Senior executives of hospitality and real estate companies are far more optimistic than their counterparts in other industries about the prospects for the economy, according to the results of a survey released by Ernst & Young. 
Seventy-nine percent of hospitality and real estate executives surveyed by Ernst & Young and the Economist Intelligence Unit (EIU) for the latest Capital Confidence Barometer said they were optimistic about the prospects for the economy, compared to just 66 percent among executives of more than 1,000 global firms polled.
The heightened optimism among executives in the hospitality and real estate sectors is also an improvement within their industry sectors. Just six months ago, only 57 percent of hospitality and real estate executives claimed optimism about the economy with a quarter of those polled saying they felt less optimistic.
Not surprisingly, given the heightened sense of optimism among hospitality and real estate executives, a significant proportion are gearing up for what is expected to be an extended period of growth and transactional activity in the real estate and hospitality sectors. In fact, 42 percent say they are focused firmly on either raising or investing capital.

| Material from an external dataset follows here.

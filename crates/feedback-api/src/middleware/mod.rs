pub mod auth;

pub use auth::{require_api_key, require_jwt};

Among transaction types, interest in emerging market and non-distressed asset acquisitions seems to be showing the greatest velocity with interest in emerging markets 50 percent higher than it was last October, and interest in non-distressed assets 75 percent higher than the previous survey findings.
Of the top five areas of focus for hospitality and real estate companies in the next 12 months, cash flow preservation and liquidity are the prime concern, followed closely by cost reduction and operational efficiencies, according to the survey. Part of this focus on cash flow and costs may be due to companies expecting to pursue new acquisitions in the next six months. Many plan to execute deals with significant cash in addition to modest bank financing.
Debt levels don’t seem to be a problem for most companies in the sector, with 70 percent reporting debt-to-capital ratios below 50 percent, and two-thirds of those surveyed claim that access to funding is not a problem for them. However, 42 percent of firms that are looking to grow plan to fund deals through cash, compared to 32 percent who will tap bank loans.